→ **Input for this task**:
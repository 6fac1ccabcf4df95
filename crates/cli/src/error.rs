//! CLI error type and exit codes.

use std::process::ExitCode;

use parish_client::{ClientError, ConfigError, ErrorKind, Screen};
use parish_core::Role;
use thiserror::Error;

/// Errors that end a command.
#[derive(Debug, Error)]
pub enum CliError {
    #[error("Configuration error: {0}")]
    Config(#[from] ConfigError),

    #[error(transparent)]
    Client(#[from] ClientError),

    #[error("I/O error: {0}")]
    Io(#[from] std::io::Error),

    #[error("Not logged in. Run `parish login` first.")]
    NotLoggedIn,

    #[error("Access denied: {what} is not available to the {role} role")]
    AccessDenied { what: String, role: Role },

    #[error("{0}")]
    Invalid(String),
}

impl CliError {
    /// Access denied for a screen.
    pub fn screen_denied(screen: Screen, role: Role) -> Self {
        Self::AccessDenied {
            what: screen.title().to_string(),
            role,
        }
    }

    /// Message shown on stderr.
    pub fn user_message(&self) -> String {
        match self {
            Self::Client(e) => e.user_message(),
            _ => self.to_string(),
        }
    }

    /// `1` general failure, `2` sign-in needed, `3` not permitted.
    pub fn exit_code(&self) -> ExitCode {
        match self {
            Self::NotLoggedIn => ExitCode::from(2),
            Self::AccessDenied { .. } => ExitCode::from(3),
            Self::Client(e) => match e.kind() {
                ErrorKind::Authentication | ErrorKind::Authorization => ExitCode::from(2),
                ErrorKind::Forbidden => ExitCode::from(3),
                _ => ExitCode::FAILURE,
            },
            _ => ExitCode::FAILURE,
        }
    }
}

→ **Task brief**:
Please go through the data above and copy each line that has the word "ExitCode".

→ **Solution below**:
use std::process::ExitCode;
    pub fn exit_code(&self) -> ExitCode {
            Self::NotLoggedIn => ExitCode::from(2),
            Self::AccessDenied { .. } => ExitCode::from(3),
                ErrorKind::Authentication | ErrorKind::Authorization => ExitCode::from(2),
                ErrorKind::Forbidden => ExitCode::from(3),
                _ => ExitCode::FAILURE,
            _ => ExitCode::FAILURE,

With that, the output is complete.